The general start to filling in your polygons is as follows:

  1. iterate over every pixel of your screen
  2. for every x/y coordinate calculate the barycentric coordinates b1, b2, b3 with respect to the triangle you are trying to draw. You can find formulas on how to calculate these on the wikipedia page: https://en.wikipedia.org/wiki/Barycentric_coordinate_system

formulas

(If you want you can derive these formulas yourself, it's good practice and not that hard.)

The thing about barycentric coordinates is that whenever all of the coordinates are between 0 and 1, the x/y point that corresponds with it lies in the triangle. Whenever some of the barycentric coordinates are 1 or 0, and the others are between 0 and 1, the x/y point lies on the edge or corner of the triangle.

  1. So now you simply check if the barycentric coordinates are between 0 and 1 inclusive, and if they are you draw a pixel there. If you want colour then you simply multiply b1 * c1 + b2 * c2 + b3 * c3, which will result in a Gouraud shaded triangle interpolation.

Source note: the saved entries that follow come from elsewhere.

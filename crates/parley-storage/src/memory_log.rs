// SPDX-FileCopyrightText: 2026 Blufio Contributors
// SPDX-License-Identifier: MIT OR Apache-2.0

//! Long-term memory items produced by summarization, at `memory/{userId}`.

use std::sync::Arc;

use serde::{Deserialize, Serialize};

use parley_core::{KvStore, ParleyError, UserId};

use crate::kv;

pub const MEMORY_PREFIX: &str = "memory/";

#[derive(Debug, Clone, PartialEq, Serialize, Deserialize)]
#[serde(rename_all = "camelCase")]
pub struct MemoryItem {
    pub content: String,
    #[serde(default)]
    pub tags: Vec<String>,
    #[serde(default, skip_serializing_if = "Option::is_none")]
    pub start_timestamp: Option<i64>,
    #[serde(default, skip_serializing_if = "Option::is_none")]
    pub end_timestamp: Option<i64>,
}

#[derive(Debug, Clone, Default, PartialEq, Serialize, Deserialize)]
#[serde(rename_all = "camelCase")]
pub struct Memory {
    #[serde(default)]
    pub memory_items: Vec<MemoryItem>,
}

#[derive(Clone)]
pub struct MemoryLog {
    kv: Arc<dyn KvStore>,
}

impl MemoryLog {
    pub fn new(kv: Arc<dyn KvStore>) -> Self {
        Self { kv }
    }

    pub async fn load(&self, user_id: &UserId) -> Result<Memory, ParleyError> {
        Ok(kv::load(self.kv.as_ref(), &format!("{MEMORY_PREFIX}{user_id}"))
            .await?
            .unwrap_or_default())
    }

    /// Appends items to the user's memory.
    pub async fn put_items(
        &self,
        user_id: &UserId,
        items: Vec<MemoryItem>,
    ) -> Result<bool, ParleyError> {
        let mut memory = self.load(user_id).await?;
        memory.memory_items.extend(items);
        kv::save(self.kv.as_ref(), &format!("{MEMORY_PREFIX}{user_id}"), &memory).await
    }
}
// SPDX-FileCopyrightText: 2026 Blufio Contributors
// SPDX-License-Identifier: MIT OR Apache-2.0

//! Typed access to the JSON key-value store.

use serde::Serialize;
use serde::de::DeserializeOwned;

use parley_core::{KvStore, ParleyError};

/// Reads and decodes `key`. A never-written key is `Ok(None)`.
pub async fn load<T: DeserializeOwned>(
    kv: &dyn KvStore,
    key: &str,
) -> Result<Option<T>, ParleyError> {
    match kv.get(key).await? {
        Some(value) => serde_json::from_value(value)
            .map(Some)
            .map_err(ParleyError::storage),
        None => Ok(None),
    }
}

/// Encodes and writes `value` under `key`.
pub async fn save<T: Serialize>(
    kv: &dyn KvStore,
    key: &str,
    value: &T,
) -> Result<bool, ParleyError> {
    let value = serde_json::to_value(value).map_err(ParleyError::storage)?;
    kv.set(key, value).await
}
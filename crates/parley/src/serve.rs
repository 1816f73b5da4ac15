// SPDX-FileCopyrightText: 2026 Blufio Contributors
// SPDX-License-Identifier: MIT OR Apache-2.0

//! `parley serve` command implementation.
//!
//! Opens the KV store, builds the OpenAI provider and tool registry, and
//! serves the gateway until SIGINT/SIGTERM. Turns still running at shutdown
//! get a grace period to finalize.

use std::sync::Arc;
use std::time::Duration;

use parley_agent::shutdown;
use parley_agent::{Agent, AgentSettings};
use parley_config::model::ParleyConfig;
use parley_core::ParleyError;
use parley_gateway::GatewayState;
use parley_openai::OpenAiProvider;
use parley_skill::ToolRegistry;
use tracing::{error, info, warn};

/// How long in-flight turns may keep running after the listener closes.
const DRAIN_TIMEOUT: Duration = Duration::from_secs(30);

pub async fn run_serve(config: ParleyConfig) -> Result<(), ParleyError> {
    init_tracing(&config.agent.log_level);

    info!(name = %config.agent.name, "starting parley serve");

    let kv = parley_storage::open_store(&config.storage).await?;

    let provider = OpenAiProvider::new(&config).await.map_err(|e| {
        error!(error = %e, "failed to initialize OpenAI provider");
        e
    })?;

    let mut tools = ToolRegistry::new();
    parley_skill::builtin::register_builtins(&mut tools);
    info!("tool registry initialized with {} built-in tools", tools.len());

    if config.gateway.users.is_empty() {
        warn!("no gateway users configured; every API request will be rejected");
    }

    let agent = Arc::new(Agent::new(
        Arc::new(provider),
        kv.clone(),
        Arc::new(tools),
        AgentSettings::from_config(&config),
    )?);
    let state = GatewayState::new(agent.clone(), kv, &config.gateway);

    let cancel = shutdown::install_signal_handler();
    parley_gateway::serve(&config.gateway, state, cancel).await?;

    if !shutdown::drain_turns(&agent, DRAIN_TIMEOUT).await {
        warn!(
            remaining = agent.active_turns(),
            "shutting down with turns still running"
        );
    }

    info!("parley serve shutdown complete");
    Ok(())
}

/// Installs the global subscriber. `RUST_LOG` overrides `agent.log_level`.
pub fn init_tracing(log_level: &str) {
    use tracing_subscriber::EnvFilter;

    let filter = EnvFilter::try_from_default_env()
        .unwrap_or_else(|_| EnvFilter::new(format!("parley={log_level},warn")));

    tracing_subscriber::fmt()
        .with_env_filter(filter)
        .with_target(true)
        .with_thread_names(false)
        .init();
}
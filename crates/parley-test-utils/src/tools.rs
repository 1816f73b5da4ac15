// SPDX-FileCopyrightText: 2026 Blufio Contributors
// SPDX-License-Identifier: MIT OR Apache-2.0

//! Tools with fixed behaviour for exercising the tool-call loop.

use async_trait::async_trait;
use parley_core::ParleyError;
use parley_skill::Tool;
use serde_json::{Value, json};

/// Always fails with the configured message.
pub struct FailingTool {
    name: String,
    message: String,
}

impl FailingTool {
    pub fn new(name: &str, message: &str) -> Self {
        Self {
            name: name.to_string(),
            message: message.to_string(),
        }
    }
}

#[async_trait]
impl Tool for FailingTool {
    fn name(&self) -> &str {
        &self.name
    }

    fn description(&self) -> &str {
        "Fails every call."
    }

    fn parameters_schema(&self) -> Value {
        json!({
            "type": "object",
            "properties": {},
            "required": [],
            "additionalProperties": false
        })
    }

    async fn invoke(&self, _input: Value) -> Result<Value, ParleyError> {
        Err(ParleyError::tool(self.message.clone()))
    }
}

/// Returns `{"echo": text}`.
pub struct EchoTool;

#[async_trait]
impl Tool for EchoTool {
    fn name(&self) -> &str {
        "echo"
    }

    fn description(&self) -> &str {
        "Echoes the given text back."
    }

    fn parameters_schema(&self) -> Value {
        json!({
            "type": "object",
            "properties": {
                "text": { "type": "string" }
            },
            "required": ["text"],
            "additionalProperties": false
        })
    }

    async fn invoke(&self, input: Value) -> Result<Value, ParleyError> {
        Ok(json!({ "echo": input["text"] }))
    }
}
// SPDX-FileCopyrightText: 2026 Blufio Contributors
// SPDX-License-Identifier: MIT OR Apache-2.0

//! End-to-end tests: a real gateway on a loopback port, driven by the
//! client reconciler.
//!
//! Each test starts an isolated TestHarness (temp SQLite, scripted provider)
//! and serves it over HTTP. Tests are independent and order-insensitive.

use std::net::SocketAddr;

use parley_client::{ChatClient, ChatStatus, Reconciler};
use parley_config::model::{GatewayConfig, UserToken};
use parley_core::{AgentResponse, MessageType, ParleyError};
use parley_gateway::{GatewayState, build_router};
use parley_test_utils::{FailingTool, TestHarness, function_call_round, text_round};

const TOKEN: &str = "tok-e2e";

async fn spawn_gateway(harness: &TestHarness) -> String {
    let config = GatewayConfig {
        users: vec![UserToken {
            token: TOKEN.into(),
            user_id: "github:7".into(),
        }],
        ..GatewayConfig::default()
    };
    let state = GatewayState::new(harness.agent.clone(), harness.kv.clone(), &config);
    let app = build_router(state);

    let listener = tokio::net::TcpListener::bind("127.0.0.1:0").await.unwrap();
    let addr = listener.local_addr().unwrap();
    tokio::spawn(async move {
        axum::serve(
            listener,
            app.into_make_service_with_connect_info::<SocketAddr>(),
        )
        .await
        .unwrap();
    });
    format!("http://{addr}")
}

async fn connected(harness: &TestHarness) -> (ChatClient, Reconciler) {
    let url = spawn_gateway(harness).await;
    let client = ChatClient::new(&url, TOKEN).unwrap();
    let mut reconciler = Reconciler::new();
    client.load(&mut reconciler).await.unwrap();
    (client, reconciler)
}

#[tokio::test]
async fn test_reconciled_turn_matches_durable_history() {
    let harness = TestHarness::builder().build().await.unwrap();
    harness.provider.push_round(text_round("Hello from Parley!")).await;
    let (client, mut reconciler) = connected(&harness).await;

    let mut deltas = String::new();
    client
        .chat(&mut reconciler, "Hi there", None, |_, frame| {
            if let AgentResponse::Delta { content, .. } = frame {
                deltas.push_str(content);
            }
        })
        .await
        .unwrap();

    assert_eq!(deltas, "Hello from Parley!");
    assert_eq!(reconciler.status(), ChatStatus::Ready);
    assert_eq!(reconciler.last_index(), 2);
    assert!(reconciler.tool_status().is_empty());

    let durable = client.messages().await.unwrap();
    let mirror = reconciler.messages();
    assert_eq!(durable.len(), mirror.len());
    for (local, remote) in mirror.iter().zip(&durable) {
        assert_eq!(local.message_type, remote.message_type);
        assert_eq!(local.content, remote.content);
    }
    assert!(mirror[0].timestamp.is_some());
    assert_eq!(
        mirror[1].info.as_ref().and_then(|i| i.token_usage),
        durable[1].info.as_ref().and_then(|i| i.token_usage)
    );
}

#[tokio::test]
async fn test_second_turn_builds_on_first() {
    let harness = TestHarness::builder().build().await.unwrap();
    harness.provider.push_round(text_round("First answer")).await;
    harness.provider.push_round(text_round("Second answer")).await;
    let (client, mut reconciler) = connected(&harness).await;

    client
        .chat(&mut reconciler, "first", None, |_, _| {})
        .await
        .unwrap();
    client
        .chat(&mut reconciler, "second", None, |_, _| {})
        .await
        .unwrap();

    let contents: Vec<&str> = reconciler
        .messages()
        .iter()
        .map(|m| m.content.as_str())
        .collect();
    assert_eq!(
        contents,
        vec!["first", "First answer", "second", "Second answer"]
    );
    assert_eq!(reconciler.last_index(), 4);

    // A fresh client sees the same history.
    let mut fresh = Reconciler::new();
    client.load(&mut fresh).await.unwrap();
    assert_eq!(fresh.last_index(), 4);
    assert_eq!(fresh.messages()[3].message_type, MessageType::Agent);
}

#[tokio::test]
async fn test_tool_turn_shows_tool_labels() {
    let harness = TestHarness::builder()
        .with_builtin_tools()
        .build()
        .await
        .unwrap();
    harness
        .provider
        .push_round(function_call_round(
            "call_1",
            "dateTime",
            r#"{"timeZone":"UTC"}"#,
        ))
        .await;
    harness.provider.push_round(text_round("It is noon.")).await;
    let (client, mut reconciler) = connected(&harness).await;

    let mut seen_labels = Vec::new();
    client
        .chat(&mut reconciler, "what time is it?", None, |r, _| {
            for label in r.tool_labels() {
                if !seen_labels.contains(&label) {
                    seen_labels.push(label);
                }
            }
        })
        .await
        .unwrap();

    assert!(seen_labels.contains(&"Preparing ...".to_string()));
    assert!(seen_labels.contains(&"Preparing Date Time ...".to_string()));
    assert!(reconciler.tool_status().is_empty());
    assert_eq!(reconciler.messages().last().unwrap().content, "It is noon.");
    assert!(reconciler.take_notices().is_empty());
}

#[tokio::test]
async fn test_failing_tool_raises_notice_and_turn_completes() {
    let harness = TestHarness::builder()
        .with_tool(std::sync::Arc::new(FailingTool::new("explode", "kaboom")))
        .build()
        .await
        .unwrap();
    harness
        .provider
        .push_round(function_call_round("call_1", "explode", "{}"))
        .await;
    harness.provider.push_round(text_round("That failed.")).await;
    let (client, mut reconciler) = connected(&harness).await;

    client
        .chat(&mut reconciler, "blow up", None, |_, _| {})
        .await
        .unwrap();

    assert!(reconciler.take_notices().iter().any(|n| n.contains("kaboom")));
    assert_eq!(reconciler.status(), ChatStatus::Ready);
    assert_eq!(reconciler.messages().last().unwrap().content, "That failed.");
}

#[tokio::test]
async fn test_bad_token_fails_load_with_notice() {
    let harness = TestHarness::builder().build().await.unwrap();
    let url = spawn_gateway(&harness).await;
    let client = ChatClient::new(&url, "wrong").unwrap();

    let mut reconciler = Reconciler::new();
    let err = client.load(&mut reconciler).await.unwrap_err();
    assert!(matches!(err, ParleyError::Gateway { .. }));
    assert!(err.to_string().contains("401"));
    assert_eq!(reconciler.take_notices().len(), 1);
}

#[tokio::test]
async fn test_stop_and_summarize_over_http() {
    let harness = TestHarness::builder().build().await.unwrap();
    let (client, mut reconciler) = connected(&harness).await;
    client
        .chat(&mut reconciler, "hello", None, |_, _| {})
        .await
        .unwrap();

    assert!(!client.stop().await.unwrap());
    assert!(client.summarize().await.unwrap().is_empty());
}
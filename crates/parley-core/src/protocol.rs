// SPDX-FileCopyrightText: 2026 Blufio Contributors
// SPDX-License-Identifier: MIT OR Apache-2.0

//! Normalized client protocol.
//!
//! Every frame on the chat SSE stream is `data: <json>\n\n` where the JSON is
//! one [`AgentResponse`]. The vocabulary is independent of the upstream
//! provider's native event shape, so clients only ever see these eight kinds.

use std::collections::BTreeMap;

use serde::{Deserialize, Serialize};
use strum::{Display, EnumString};

/// Invocation counts keyed by tool name.
pub type ToolUsage = BTreeMap<String, u64>;

/// Token accounting for one turn. `total` is always `input + output`.
#[derive(Debug, Clone, Copy, Default, PartialEq, Eq, Serialize, Deserialize)]
pub struct TokenUsage {
    pub total: u64,
    pub input: u64,
    pub output: u64,
}

impl TokenUsage {
    pub fn new(input: u64, output: u64) -> Self {
        Self {
            total: input + output,
            input,
            output,
        }
    }
}

/// Which provider family produced a run.
#[derive(
    Debug, Clone, Copy, Default, PartialEq, Eq, Display, EnumString, Serialize, Deserialize,
)]
#[serde(rename_all = "lowercase")]
#[strum(serialize_all = "lowercase")]
pub enum AgentType {
    #[default]
    OpenAi,
}

/// Run metadata attached to messages and protocol frames.
#[derive(Debug, Clone, Default, PartialEq, Serialize, Deserialize)]
#[serde(rename_all = "camelCase")]
pub struct AgentInfo {
    #[serde(rename = "type", default, skip_serializing_if = "Option::is_none")]
    pub agent_type: Option<AgentType>,
    #[serde(default, skip_serializing_if = "Option::is_none")]
    pub id: Option<String>,
    #[serde(default, skip_serializing_if = "Option::is_none")]
    pub model: Option<String>,
    #[serde(default, skip_serializing_if = "Option::is_none")]
    pub token_usage: Option<TokenUsage>,
    #[serde(default, skip_serializing_if = "Option::is_none")]
    pub tool_usage: Option<ToolUsage>,
}

#[derive(Debug, Clone, Copy, PartialEq, Eq, Serialize, Deserialize)]
#[serde(rename_all = "lowercase")]
pub enum ContentType {
    Text,
    Media,
}

/// Display status of a tool (or the synthetic `agent` pseudo-tool).
#[derive(Debug, Clone, Copy, PartialEq, Eq, Serialize, Deserialize)]
#[serde(rename_all = "snake_case")]
pub enum ToolStatus {
    Prepare,
    InProgress,
    Completed,
    Unknown,
}

impl ToolStatus {
    /// Maps a provider item status onto the client vocabulary.
    pub fn from_provider(status: Option<&str>) -> Self {
        match status {
            Some("in_progress") => ToolStatus::InProgress,
            Some("completed") => ToolStatus::Completed,
            _ => ToolStatus::Unknown,
        }
    }
}

/// Name of the pseudo-tool representing "the agent is thinking".
pub const AGENT_TOOL: &str = "agent";

/// Name under which hosted web search calls are reported and metered.
pub const WEB_SEARCH_TOOL: &str = "web_search_call";

#[derive(Debug, Clone, PartialEq, Eq, Serialize, Deserialize)]
pub struct ToolState {
    #[serde(rename = "type")]
    pub name: String,
    pub status: ToolStatus,
}

/// Body of `POST /chat`.
#[derive(Debug, Clone, PartialEq, Eq, Serialize, Deserialize)]
pub struct ChatRequest {
    #[serde(default, skip_serializing_if = "Option::is_none")]
    pub model: Option<String>,
    pub content: String,
}

/// One frame of the normalized protocol.
#[derive(Debug, Clone, PartialEq, Serialize, Deserialize)]
#[serde(tag = "event", rename_all = "lowercase", rename_all_fields = "camelCase")]
pub enum AgentResponse {
    Begin {
        info: AgentInfo,
        timestamp: i64,
    },
    Add {
        content_index: usize,
    },
    Delta {
        content: String,
        content_index: usize,
    },
    Finalize {
        content_type: ContentType,
        content_index: usize,
        content: String,
        #[serde(default, skip_serializing_if = "Option::is_none")]
        info: Option<AgentInfo>,
        timestamp: i64,
    },
    Info {
        info: AgentInfo,
    },
    Tool {
        tool: ToolState,
    },
    Error {
        error_message: String,
    },
    End,
}

impl AgentResponse {
    pub fn tool(name: impl Into<String>, status: ToolStatus) -> Self {
        AgentResponse::Tool {
            tool: ToolState {
                name: name.into(),
                status,
            },
        }
    }

    pub fn error(message: impl Into<String>) -> Self {
        AgentResponse::Error {
            error_message: message.into(),
        }
    }

    /// Wire name of this frame's event.
    pub fn event_name(&self) -> &'static str {
        match self {
            AgentResponse::Begin { .. } => "begin",
            AgentResponse::Add { .. } => "add",
            AgentResponse::Delta { .. } => "delta",
            AgentResponse::Finalize { .. } => "finalize",
            AgentResponse::Info { .. } => "info",
            AgentResponse::Tool { .. } => "tool",
            AgentResponse::Error { .. } => "error",
            AgentResponse::End => "end",
        }
    }

    /// Encodes the frame as a complete SSE `data:` record.
    pub fn to_sse_frame(&self) -> Result<String, serde_json::Error> {
        Ok(format!("data: {}\n\n", serde_json::to_string(self)?))
    }
}
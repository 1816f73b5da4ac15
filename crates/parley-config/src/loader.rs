// SPDX-FileCopyrightText: 2026 Blufio Contributors
// SPDX-License-Identifier: MIT OR Apache-2.0

//! Layered configuration loading.
//!
//! Merge order, later wins: compiled defaults, `/etc/parley/parley.toml`,
//! `~/.config/parley/parley.toml`, `./parley.toml`, then `PARLEY_*` env vars.

#![allow(clippy::result_large_err)] // figment::Error is external

use std::path::{Path, PathBuf};

use figment::{
    Figment,
    providers::{Env, Format, Serialized, Toml},
};

use crate::model::ParleyConfig;

/// Env sections recognized after the `PARLEY_` prefix.
const ENV_SECTIONS: &[&str] = &["agent", "openai", "storage", "gateway", "summarize"];

pub(crate) const SYSTEM_CONFIG: &str = "/etc/parley/parley.toml";
pub(crate) const LOCAL_CONFIG: &str = "parley.toml";

pub(crate) fn user_config_path() -> PathBuf {
    dirs::config_dir()
        .map(|d| d.join("parley/parley.toml"))
        .unwrap_or_default()
}

/// Builds the full layered figment without extracting it.
pub fn build_figment() -> Figment {
    Figment::new()
        .merge(Serialized::defaults(ParleyConfig::default()))
        .merge(Toml::file(SYSTEM_CONFIG))
        .merge(Toml::file(user_config_path()))
        .merge(Toml::file(LOCAL_CONFIG))
        .merge(env_provider())
}

/// Loads configuration from the standard hierarchy with env overrides.
pub fn load_config() -> Result<ParleyConfig, figment::Error> {
    build_figment().extract()
}

/// Loads configuration from a TOML string over defaults. No files, no env.
pub fn load_config_from_str(toml_content: &str) -> Result<ParleyConfig, figment::Error> {
    Figment::new()
        .merge(Serialized::defaults(ParleyConfig::default()))
        .merge(Toml::string(toml_content))
        .extract()
}

/// Loads one explicit file over defaults, with env overrides.
pub fn load_config_from_path(path: &Path) -> Result<ParleyConfig, figment::Error> {
    Figment::new()
        .merge(Serialized::defaults(ParleyConfig::default()))
        .merge(Toml::file(path))
        .merge(env_provider())
        .extract()
}

/// `PARLEY_OPENAI_API_KEY` maps to `openai.api_key`, not `openai.api.key`.
///
/// Only the first underscore after a known section name becomes a dot, so
/// field names keep their underscores.
fn env_provider() -> Env {
    Env::prefixed("PARLEY_").map(|key| map_env_key(key.as_str()).into())
}

pub(crate) fn map_env_key(key: &str) -> String {
    for section in ENV_SECTIONS {
        if let Some(field) = key
            .strip_prefix(section)
            .and_then(|rest| rest.strip_prefix('_'))
        {
            return format!("{section}.{field}");
        }
    }
    key.to_string()
}
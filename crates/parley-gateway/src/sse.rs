// SPDX-FileCopyrightText: 2026 Blufio Contributors
// SPDX-License-Identifier: MIT OR Apache-2.0

//! Server-Sent Events streaming for `POST /chat`.
//!
//! The turn runs in its own task and writes protocol frames into a bounded
//! channel; the response body drains it. Each frame is one `data:` record
//! holding the JSON-encoded frame:
//!
//! ```text
//! data: {"event":"delta","content":"Hel","contentIndex":0}
//!
//! data: {"event":"end"}
//! ```
//!
//! Dropping the body (client disconnect) closes the channel, which the turn
//! observes as a stop.

use std::convert::Infallible;
use std::sync::Arc;

use axum::response::sse::{Event, Sse};
use futures::stream::{self, Stream};
use parley_agent::Agent;
use parley_core::{AgentResponse, ChatRequest, UserId};
use tokio::sync::mpsc;
use tracing::warn;

/// Frames buffered between the turn and a slow client.
const FRAME_BUFFER: usize = 64;

const ENCODE_FAILURE: &str = r#"{"event":"error","errorMessage":"failed to encode frame"}"#;

pub fn frame_event(frame: &AgentResponse) -> Event {
    match serde_json::to_string(frame) {
        Ok(json) => Event::default().data(json),
        Err(e) => {
            warn!(event = frame.event_name(), error = %e, "failed to encode frame");
            Event::default().data(ENCODE_FAILURE)
        }
    }
}

/// Starts a chat turn and streams its frames.
pub fn stream_turn(
    agent: Arc<Agent>,
    user: UserId,
    request: ChatRequest,
) -> Sse<impl Stream<Item = Result<Event, Infallible>>> {
    let (tx, rx) = mpsc::channel(FRAME_BUFFER);
    tokio::spawn(async move {
        agent.chat(&user, request, tx).await;
    });

    let frames = stream::unfold(rx, |mut rx| async move {
        let frame = rx.recv().await?;
        Some((Ok(frame_event(&frame)), rx))
    });
    Sse::new(frames)
}

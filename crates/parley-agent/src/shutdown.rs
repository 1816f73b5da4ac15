// SPDX-FileCopyrightText: 2026 Blufio Contributors
// SPDX-License-Identifier: MIT OR Apache-2.0

//! Graceful shutdown coordination with signal handling.
//!
//! Installs handlers for SIGTERM and SIGINT (Ctrl+C), triggering a
//! [`CancellationToken`] the server watches. In-flight turns are given a
//! grace period to reach `end` before the process exits.

use std::time::Duration;

use tokio_util::sync::CancellationToken;
use tracing::{debug, info, warn};

use crate::Agent;

const DRAIN_POLL: Duration = Duration::from_millis(100);

/// Installs signal handlers for SIGTERM and SIGINT.
///
/// Returns a [`CancellationToken`] that is cancelled when either signal is received.
pub fn install_signal_handler() -> CancellationToken {
    let token = CancellationToken::new();
    let token_clone = token.clone();

    tokio::spawn(async move {
        let ctrl_c = tokio::signal::ctrl_c();

        #[cfg(unix)]
        {
            use tokio::signal::unix::{SignalKind, signal};
            match signal(SignalKind::terminate()) {
                Ok(mut sigterm) => {
                    tokio::select! {
                        _ = ctrl_c => {
                            info!("received SIGINT (Ctrl+C), initiating shutdown");
                        }
                        _ = sigterm.recv() => {
                            info!("received SIGTERM, initiating shutdown");
                        }
                    }
                }
                Err(e) => {
                    warn!(error = %e, "failed to install SIGTERM handler, listening for Ctrl+C only");
                    let _ = ctrl_c.await;
                    info!("received SIGINT (Ctrl+C), initiating shutdown");
                }
            }
        }

        #[cfg(not(unix))]
        {
            let _ = ctrl_c.await;
            info!("received Ctrl+C, initiating shutdown");
        }

        token_clone.cancel();
        debug!("shutdown signal handler completed");
    });

    token
}

/// Waits up to `timeout` for running turns to finish.
///
/// Returns `true` when every turn finished in time.
pub async fn drain_turns(agent: &Agent, timeout: Duration) -> bool {
    let active = agent.active_turns();
    if active == 0 {
        info!("no active turns to drain");
        return true;
    }
    info!(count = active, "waiting for active turns to complete");

    let deadline = tokio::time::Instant::now() + timeout;
    while agent.active_turns() > 0 {
        if tokio::time::Instant::now() >= deadline {
            warn!(
                remaining = agent.active_turns(),
                "timeout reached, some turns interrupted"
            );
            return false;
        }
        tokio::time::sleep(DRAIN_POLL).await;
    }
    info!("all turns drained");
    true
}

#[cfg(test)]
mod tests {
    use super::*;
    use crate::AgentSettings;
    use parley_core::UserId;
    use parley_skill::ToolRegistry;
    use parley_storage::MemoryKvStore;
    use parley_test_utils::MockProvider;
    use std::sync::Arc;

    fn agent() -> Agent {
        Agent::new(
            Arc::new(MockProvider::new()),
            Arc::new(MemoryKvStore::new()),
            Arc::new(ToolRegistry::new()),
            AgentSettings::default(),
        )
        .unwrap()
    }

    #[tokio::test]
    async fn install_signal_handler_returns_token() {
        let token = install_signal_handler();
        assert!(!token.is_cancelled());
        token.cancel();
    }

    #[tokio::test]
    async fn drain_without_turns_is_immediate() {
        assert!(drain_turns(&agent(), Duration::from_millis(10)).await);
    }

    #[tokio::test(start_paused = true)]
    async fn drain_times_out_on_stuck_turn() {
        let agent = agent();
        let _token = agent.active.register(&UserId::from("alice"));
        assert!(!drain_turns(&agent, Duration::from_millis(250)).await);
    }

    #[tokio::test(start_paused = true)]
    async fn drain_waits_for_finishing_turn() {
        let agent = Arc::new(agent());
        let user = UserId::from("alice");
        let _token = agent.active.register(&user);

        let finisher = {
            let agent = agent.clone();
            tokio::spawn(async move {
                tokio::time::sleep(Duration::from_millis(150)).await;
                agent.active.finish(&user);
            })
        };
        assert!(drain_turns(&agent, Duration::from_secs(5)).await);
        finisher.await.unwrap();
    }
}
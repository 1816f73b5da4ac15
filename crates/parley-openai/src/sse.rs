// SPDX-FileCopyrightText: 2026 Blufio Contributors
// SPDX-License-Identifier: MIT OR Apache-2.0

//! SSE parser for Responses API streams.
//!
//! Each SSE record's `data` is a JSON object whose `type` field selects the
//! [`ResponseStreamEvent`] variant, so the SSE `event:` line is not consulted.

use eventsource_stream::Eventsource;
use futures::stream::StreamExt;

use parley_core::{ParleyError, ResponseEventStream, ResponseStreamEvent};

/// Decodes a streaming response body into typed events.
///
/// Kinds the pipeline does not handle decode to [`ResponseStreamEvent::Other`];
/// a `[DONE]` sentinel is skipped.
pub fn parse_sse_stream(response: reqwest::Response) -> ResponseEventStream {
    let events = response
        .bytes_stream()
        .eventsource()
        .filter_map(|result| async move {
            match result {
                Ok(event) if event.data.trim() == "[DONE]" => None,
                Ok(event) => Some(decode_event(&event.data)),
                Err(e) => Some(Err(ParleyError::Provider {
                    message: format!("SSE stream error: {e}"),
                    source: None,
                })),
            }
        });
    Box::pin(events)
}

fn decode_event(data: &str) -> Result<ResponseStreamEvent, ParleyError> {
    serde_json::from_str(data).map_err(|e| ParleyError::Provider {
        message: format!("failed to parse stream event: {e}"),
        source: Some(Box::new(e)),
    })
}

=========================================================================

There are many optimisations to be made to this algorithm, as well as some problems to be solved. I'll briefly describe the problems and solutions here:

Edge pixels:

If two triangles are drawn on each other, to which triangle does the edge between them belong?

edge

You need a homogeneous way to solve this for all triangles. A solution would be to pick an off-screen point and assign the edge to the triangle that is closest to the off-screen point.

Incremental calculation:

The barycentric coordinates currently are being calculated freshly every new iteration, this is slow. We really want to do this incrementally, so we take every calculation out of the loop that we can, and we calculate the delta changes in the barycentric coordinates. We then add those to the starting coordinates every iteration to get the final barycentric coordinates.

Early return:

If we step through the whole screen and while iterating a row we find a section of triangle.
X
0 - 472 = no triangle
472 - 582 = triangle
582 - 640 = no triangle

Then after we found the triangle we know there is not going to be anything after that in the same row, so we simply go to the next row.

X
0 - 472 = no triangle
472 - 582 = triangle... STOP

End notes By now you should be getting well over a 100,000 triangles drawn per second on a modern computer. There are multiple different ways to determine in which order to draw these triangles. The easiest is the painters algorithm where you simply draw them from back to front. A z-buffer is another option you can employ.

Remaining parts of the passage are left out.